Write out all of the data without omission, exactly as shown.

_AVAILABLE DATA_

------------------------------------------------

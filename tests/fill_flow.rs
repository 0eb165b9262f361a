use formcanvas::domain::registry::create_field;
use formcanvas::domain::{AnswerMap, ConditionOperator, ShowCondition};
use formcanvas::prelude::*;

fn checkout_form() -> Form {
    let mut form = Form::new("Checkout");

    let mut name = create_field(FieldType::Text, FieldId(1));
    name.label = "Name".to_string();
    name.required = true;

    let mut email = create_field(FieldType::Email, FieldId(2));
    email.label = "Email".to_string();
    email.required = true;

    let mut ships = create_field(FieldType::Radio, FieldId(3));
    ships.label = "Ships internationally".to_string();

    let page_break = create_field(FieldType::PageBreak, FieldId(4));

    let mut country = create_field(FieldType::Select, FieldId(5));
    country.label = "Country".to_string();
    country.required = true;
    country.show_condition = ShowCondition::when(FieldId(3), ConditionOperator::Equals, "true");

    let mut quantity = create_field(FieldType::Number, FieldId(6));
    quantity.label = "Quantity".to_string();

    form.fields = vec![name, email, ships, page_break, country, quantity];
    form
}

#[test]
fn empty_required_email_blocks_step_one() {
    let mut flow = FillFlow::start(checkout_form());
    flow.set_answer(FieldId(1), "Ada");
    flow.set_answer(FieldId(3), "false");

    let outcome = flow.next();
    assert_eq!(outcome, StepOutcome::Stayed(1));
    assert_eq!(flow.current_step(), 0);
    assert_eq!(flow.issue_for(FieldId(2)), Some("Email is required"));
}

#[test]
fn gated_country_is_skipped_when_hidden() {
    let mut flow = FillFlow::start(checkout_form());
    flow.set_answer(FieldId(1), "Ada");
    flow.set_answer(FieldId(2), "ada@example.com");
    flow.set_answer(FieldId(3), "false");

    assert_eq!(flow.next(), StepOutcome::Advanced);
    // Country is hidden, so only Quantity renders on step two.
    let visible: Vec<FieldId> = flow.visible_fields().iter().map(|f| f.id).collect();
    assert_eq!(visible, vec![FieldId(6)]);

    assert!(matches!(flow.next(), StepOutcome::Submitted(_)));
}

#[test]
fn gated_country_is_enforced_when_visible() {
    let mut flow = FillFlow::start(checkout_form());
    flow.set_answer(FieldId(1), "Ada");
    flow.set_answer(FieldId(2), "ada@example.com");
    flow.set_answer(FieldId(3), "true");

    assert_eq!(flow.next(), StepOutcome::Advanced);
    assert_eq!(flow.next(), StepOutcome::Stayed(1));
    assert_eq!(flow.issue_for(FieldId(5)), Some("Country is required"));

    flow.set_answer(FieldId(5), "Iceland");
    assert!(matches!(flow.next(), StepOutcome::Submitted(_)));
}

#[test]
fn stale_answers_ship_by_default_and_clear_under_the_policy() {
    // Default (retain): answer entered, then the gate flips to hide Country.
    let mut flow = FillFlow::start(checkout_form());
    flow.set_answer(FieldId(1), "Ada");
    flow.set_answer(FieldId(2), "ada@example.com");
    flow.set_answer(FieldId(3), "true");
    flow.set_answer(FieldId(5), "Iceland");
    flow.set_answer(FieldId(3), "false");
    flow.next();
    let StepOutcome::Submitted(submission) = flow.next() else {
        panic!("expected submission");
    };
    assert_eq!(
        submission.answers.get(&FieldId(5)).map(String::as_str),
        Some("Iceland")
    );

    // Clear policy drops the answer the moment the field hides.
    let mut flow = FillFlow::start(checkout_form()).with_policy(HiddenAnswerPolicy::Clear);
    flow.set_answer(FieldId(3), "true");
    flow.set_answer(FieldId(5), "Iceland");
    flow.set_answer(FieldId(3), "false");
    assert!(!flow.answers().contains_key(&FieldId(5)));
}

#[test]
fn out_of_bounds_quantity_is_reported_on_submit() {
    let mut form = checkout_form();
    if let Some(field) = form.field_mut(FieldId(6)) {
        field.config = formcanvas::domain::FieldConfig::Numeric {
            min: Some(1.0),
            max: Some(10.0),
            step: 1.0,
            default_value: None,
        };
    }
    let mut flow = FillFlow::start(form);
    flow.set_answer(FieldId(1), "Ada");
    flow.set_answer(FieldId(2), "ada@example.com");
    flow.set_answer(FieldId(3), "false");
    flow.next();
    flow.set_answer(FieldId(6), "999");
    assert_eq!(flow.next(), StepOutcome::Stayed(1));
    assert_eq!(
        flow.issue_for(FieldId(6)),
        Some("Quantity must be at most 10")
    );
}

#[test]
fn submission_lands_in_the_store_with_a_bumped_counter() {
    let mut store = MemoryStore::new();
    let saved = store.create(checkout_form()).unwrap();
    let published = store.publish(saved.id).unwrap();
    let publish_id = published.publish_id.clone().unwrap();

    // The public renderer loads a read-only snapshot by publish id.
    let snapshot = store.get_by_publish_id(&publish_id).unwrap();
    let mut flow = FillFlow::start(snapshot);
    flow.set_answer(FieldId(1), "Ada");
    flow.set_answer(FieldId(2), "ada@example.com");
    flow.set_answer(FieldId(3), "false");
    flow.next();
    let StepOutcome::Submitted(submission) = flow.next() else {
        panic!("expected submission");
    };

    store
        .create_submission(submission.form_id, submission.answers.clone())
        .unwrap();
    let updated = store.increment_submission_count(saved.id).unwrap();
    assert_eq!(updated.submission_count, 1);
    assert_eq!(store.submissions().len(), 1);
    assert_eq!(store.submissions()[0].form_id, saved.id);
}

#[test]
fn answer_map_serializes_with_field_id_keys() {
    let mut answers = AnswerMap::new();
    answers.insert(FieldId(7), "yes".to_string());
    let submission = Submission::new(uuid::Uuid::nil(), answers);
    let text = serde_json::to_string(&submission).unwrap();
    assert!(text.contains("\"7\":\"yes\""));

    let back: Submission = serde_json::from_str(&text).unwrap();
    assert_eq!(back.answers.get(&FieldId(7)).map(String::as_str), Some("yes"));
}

------------------------------------------------

_SOLUTION TO THE PROBLEM_
filename tests/fill_flow.rs
repository 0eb165b9262f361a
use formcanvas::domain::registry::create_field;
use formcanvas::domain::{AnswerMap, ConditionOperator, ShowCondition};
use formcanvas::prelude::*;

fn checkout_form() -> Form {
    let mut form = Form::new("Checkout");

    let mut name = create_field(FieldType::Text, FieldId(1));
    name.label = "Name".to_string();
    name.required = true;

    let mut email = create_field(FieldType::Email, FieldId(2));
    email.label = "Email".to_string();
    email.required = true;

    let mut ships = create_field(FieldType::Radio, FieldId(3));
    ships.label = "Ships internationally".to_string();

    let page_break = create_field(FieldType::PageBreak, FieldId(4));

    let mut country = create_field(FieldType::Select, FieldId(5));
    country.label = "Country".to_string();
    country.required = true;
    country.show_condition = ShowCondition::when(FieldId(3), ConditionOperator::Equals, "true");

    let mut quantity = create_field(FieldType::Number, FieldId(6));
    quantity.label = "Quantity".to_string();

    form.fields = vec![name, email, ships, page_break, country, quantity];
    form
}

#[test]
fn empty_required_email_blocks_step_one() {
    let mut flow = FillFlow::start(checkout_form());
    flow.set_answer(FieldId(1), "Ada");
    flow.set_answer(FieldId(3), "false");

    let outcome = flow.next();
    assert_eq!(outcome, StepOutcome::Stayed(1));
    assert_eq!(flow.current_step(), 0);
    assert_eq!(flow.issue_for(FieldId(2)), Some("Email is required"));
}

#[test]
fn gated_country_is_skipped_when_hidden() {
    let mut flow = FillFlow::start(checkout_form());
    flow.set_answer(FieldId(1), "Ada");
    flow.set_answer(FieldId(2), "ada@example.com");
    flow.set_answer(FieldId(3), "false");

    assert_eq!(flow.next(), StepOutcome::Advanced);
    // Country is hidden, so only Quantity renders on step two.
    let visible: Vec<FieldId> = flow.visible_fields().iter().map(|f| f.id).collect();
    assert_eq!(visible, vec![FieldId(6)]);

    assert!(matches!(flow.next(), StepOutcome::Submitted(_)));
}

#[test]
fn gated_country_is_enforced_when_visible() {
    let mut flow = FillFlow::start(checkout_form());
    flow.set_answer(FieldId(1), "Ada");
    flow.set_answer(FieldId(2), "ada@example.com");
    flow.set_answer(FieldId(3), "true");

    assert_eq!(flow.next(), StepOutcome::Advanced);
    assert_eq!(flow.next(), StepOutcome::Stayed(1));
    assert_eq!(flow.issue_for(FieldId(5)), Some("Country is required"));

    flow.set_answer(FieldId(5), "Iceland");
    assert!(matches!(flow.next(), StepOutcome::Submitted(_)));
}

#[test]
fn stale_answers_ship_by_default_and_clear_under_the_policy() {
    // Default (retain): answer entered, then the gate flips to hide Country.
    let mut flow = FillFlow::start(checkout_form());
    flow.set_answer(FieldId(1), "Ada");
    flow.set_answer(FieldId(2), "ada@example.com");
    flow.set_answer(FieldId(3), "true");
    flow.set_answer(FieldId(5), "Iceland");
    flow.set_answer(FieldId(3), "false");
    flow.next();
    let StepOutcome::Submitted(submission) = flow.next() else {
        panic!("expected submission");
    };
    assert_eq!(
        submission.answers.get(&FieldId(5)).map(String::as_str),
        Some("Iceland")
    );

    // Clear policy drops the answer the moment the field hides.
    let mut flow = FillFlow::start(checkout_form()).with_policy(HiddenAnswerPolicy::Clear);
    flow.set_answer(FieldId(3), "true");
    flow.set_answer(FieldId(5), "Iceland");
    flow.set_answer(FieldId(3), "false");
    assert!(!flow.answers().contains_key(&FieldId(5)));
}

#[test]
fn out_of_bounds_quantity_is_reported_on_submit() {
    let mut form = checkout_form();
    if let Some(field) = form.field_mut(FieldId(6)) {
        field.config = formcanvas::domain::FieldConfig::Numeric {
            min: Some(1.0),
            max: Some(10.0),
            step: 1.0,
            default_value: None,
        };
    }
    let mut flow = FillFlow::start(form);
    flow.set_answer(FieldId(1), "Ada");
    flow.set_answer(FieldId(2), "ada@example.com");
    flow.set_answer(FieldId(3), "false");
    flow.next();
    flow.set_answer(FieldId(6), "999");
    assert_eq!(flow.next(), StepOutcome::Stayed(1));
    assert_eq!(
        flow.issue_for(FieldId(6)),
        Some("Quantity must be at most 10")
    );
}

#[test]
fn submission_lands_in_the_store_with_a_bumped_counter() {
    let mut store = MemoryStore::new();
    let saved = store.create(checkout_form()).unwrap();
    let published = store.publish(saved.id).unwrap();
    let publish_id = published.publish_id.clone().unwrap();

    // The public renderer loads a read-only snapshot by publish id.
    let snapshot = store.get_by_publish_id(&publish_id).unwrap();
    let mut flow = FillFlow::start(snapshot);
    flow.set_answer(FieldId(1), "Ada");
    flow.set_answer(FieldId(2), "ada@example.com");
    flow.set_answer(FieldId(3), "false");
    flow.next();
    let StepOutcome::Submitted(submission) = flow.next() else {
        panic!("expected submission");
    };

    store
        .create_submission(submission.form_id, submission.answers.clone())
        .unwrap();
    let updated = store.increment_submission_count(saved.id).unwrap();
    assert_eq!(updated.submission_count, 1);
    assert_eq!(store.submissions().len(), 1);
    assert_eq!(store.submissions()[0].form_id, saved.id);
}

#[test]
fn answer_map_serializes_with_field_id_keys() {
    let mut answers = AnswerMap::new();
    answers.insert(FieldId(7), "yes".to_string());
    let submission = Submission::new(uuid::Uuid::nil(), answers);
    let text = serde_json::to_string(&submission).unwrap();
    assert!(text.contains("\"7\":\"yes\""));

    let back: Submission = serde_json::from_str(&text).unwrap();
    assert_eq!(back.answers.get(&FieldId(7)).map(String::as_str), Some("yes"));
}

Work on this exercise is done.